5. Concentrate on a Central Focal Point
Focusing on a silent mantra or on your breathing is a great way to relax mental processes. You can also meditate by focusing your eyes on a stationary object in the room. If you prefer to keep your eyes closed, consider drawing your attention to a single image in your mind’s eye.
Whichever way you find it, the goal is to use the focal point to clear out any unnecessary or disruptive thoughts that are causing personal stress.
6. Experience the Moment
Most forms of meditation work by making people stay in the present moment. This means putting aside any thoughts about the past or the future. Remember, meditation is a time to bring things into perspective, not make matters more complex. Avoid dwelling on how things could be or should have been and instead focus on returning your mind to where you are now.
Advice for Reducing Work Stress Through Meditation
When people think of meditation, they often imagine sitting in the middle of the woods next to a tranquil stream. But meditation isn’t a practice that people only do outdoors somewhere in isolation. People can learn to meditate almost anywhere, even in a fast-paced environment like a modern workplace.
Here are some helpful tips for using meditation to ease work-related stress.
Commit to Meditating First Thing Each Morning
The rising sun and chirping birds make the morning a great time to meditate. Consider starting each day with a 10 to 15-minute meditation while you’re in bed. Doing this will help center your mind for all the busy work to come. By making a point to meditate before heading to work, you can start each day with a fresh slate.
Try to keep a regular meditation schedule. While it’s easy to get sidetracked and put off meditating, staying consistent is vital for long-term stress relief. If you happen to skip meditating during the day, try to make up for it after work or right before bed. With enough discipline and practice, setting time aside to meditate each day will become second nature.
Introduce Meditation to Colleagues
Talk about meditation with coworkers to discuss their thoughts and experiences. It’s likely that several of your colleagues will share your interest in reducing stress at work through meditation. You may even wish to organize a class or seminar that explores the benefits of meditation in the workplace.

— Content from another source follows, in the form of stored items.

//! ANSI colors for terminal output

use std::env;
use std::io::IsTerminal;

pub struct Colors;

impl Colors {
    pub const RESET: &'static str = "\x1b[0m";
    pub const BOLD: &'static str = "\x1b[1m";
    pub const DIM: &'static str = "\x1b[2m";

    pub const RED: &'static str = "\x1b[31m";
    pub const GREEN: &'static str = "\x1b[32m";
    pub const YELLOW: &'static str = "\x1b[33m";
    pub const BLUE: &'static str = "\x1b[34m";
    pub const CYAN: &'static str = "\x1b[36m";
    pub const BRIGHT_BLACK: &'static str = "\x1b[90m";
}

/// Apply color to text if terminal supports it
pub fn colorize(text: &str, color: &str) -> String {
    if supports_formatting() {
        format!("{color}{text}{}", Colors::RESET)
    } else {
        text.to_string()
    }
}

pub fn success(text: &str) -> String {
    colorize(text, Colors::GREEN)
}

pub fn failure(text: &str) -> String {
    colorize(text, Colors::RED)
}

pub fn warning(text: &str) -> String {
    colorize(text, Colors::YELLOW)
}

pub fn heading(text: &str) -> String {
    colorize(text, Colors::BOLD)
}

pub fn muted(text: &str) -> String {
    colorize(text, Colors::BRIGHT_BLACK)
}

/// Terminal capability detection
pub fn supports_formatting() -> bool {
    if env::var("NO_COLOR").is_ok() || env::var("FORCE_COLOR").as_deref() == Ok("0") {
        return false;
    }

    if env::var("FORCE_COLOR").is_ok() {
        return true;
    }

    // Disable formatting when running tests
    if cfg!(test) {
        return false;
    }

    if !std::io::stdout().is_terminal() {
        return false;
    }

    match env::var("TERM") {
        Ok(term) => !(term == "dumb" || term.is_empty()),
        Err(_) => env::var("TERM_PROGRAM").is_ok(),
    }
}

#[cfg(test)]
mod tests {
    use super::*;
    use serial_test::serial;

    fn with_env<F: FnOnce()>(vars: &[(&str, Option<&str>)], check: F) {
        let saved: Vec<_> = vars
            .iter()
            .map(|(key, _)| (key.to_string(), env::var(key).ok()))
            .collect();

        unsafe {
            for (key, value) in vars {
                match value {
                    Some(value) => env::set_var(key, value),
                    None => env::remove_var(key),
                }
            }
        }

        check();

        unsafe {
            for (key, value) in saved {
                match value {
                    Some(value) => env::set_var(&key, value),
                    None => env::remove_var(&key),
                }
            }
        }
    }

    #[test]
    #[serial]
    fn test_colorize_with_no_color() {
        with_env(&[("NO_COLOR", Some("1"))], || {
            assert_eq!(colorize("test", Colors::RED), "test");
            assert!(!supports_formatting());
        });
    }

    #[test]
    #[serial]
    fn test_force_color_zero_disables() {
        with_env(&[("NO_COLOR", None), ("FORCE_COLOR", Some("0"))], || {
            assert!(!supports_formatting());
        });
    }

    #[test]
    #[serial]
    fn test_force_color_enables() {
        with_env(&[("NO_COLOR", None), ("FORCE_COLOR", Some("1"))], || {
            assert_eq!(failure("x"), format!("{}x{}", Colors::RED, Colors::RESET));
        });
    }

    #[test]
    #[serial]
    fn test_helpers_are_plain_without_formatting() {
        with_env(&[("NO_COLOR", None), ("FORCE_COLOR", None)], || {
            assert_eq!(success("ok"), "ok");
            assert_eq!(warning("warn"), "warn");
            assert_eq!(heading("title"), "title");
            assert_eq!(muted("note"), "note");
        });
    }
}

Learn About Walking Meditation
Not all forms of meditation involve sitting still. Walking meditation is a Buddhist concept that encourages people to practice mindfulness while in motion. Breathing is often synchronized with each step while maintaining a steady posture. This type of meditation is a good way to get exercise while improving mental awareness.
Make Your Office More Conducive to Meditation
Add a few decorative touches to your office to create a warmer atmosphere. You could buy a small water fountain to introduce natural sounds to your workspace or rearrange a few items to create more open space. If you like sitting on the floor to meditate, consider buying a cushion to use at work.
When the stress of work starts to affect your mental wellbeing, it may be time to look into how meditation can help. Just one brief session a day can positively change how you think, feel, and react on the job.
When you start, it may be difficult to maintain for more than a few minutes. Remember that you don’t need to force away distracting thoughts — if you acknowledge them, they will subside naturally. As you meditate more, you will be able to meditate for much longer and get much more value out of your sessions.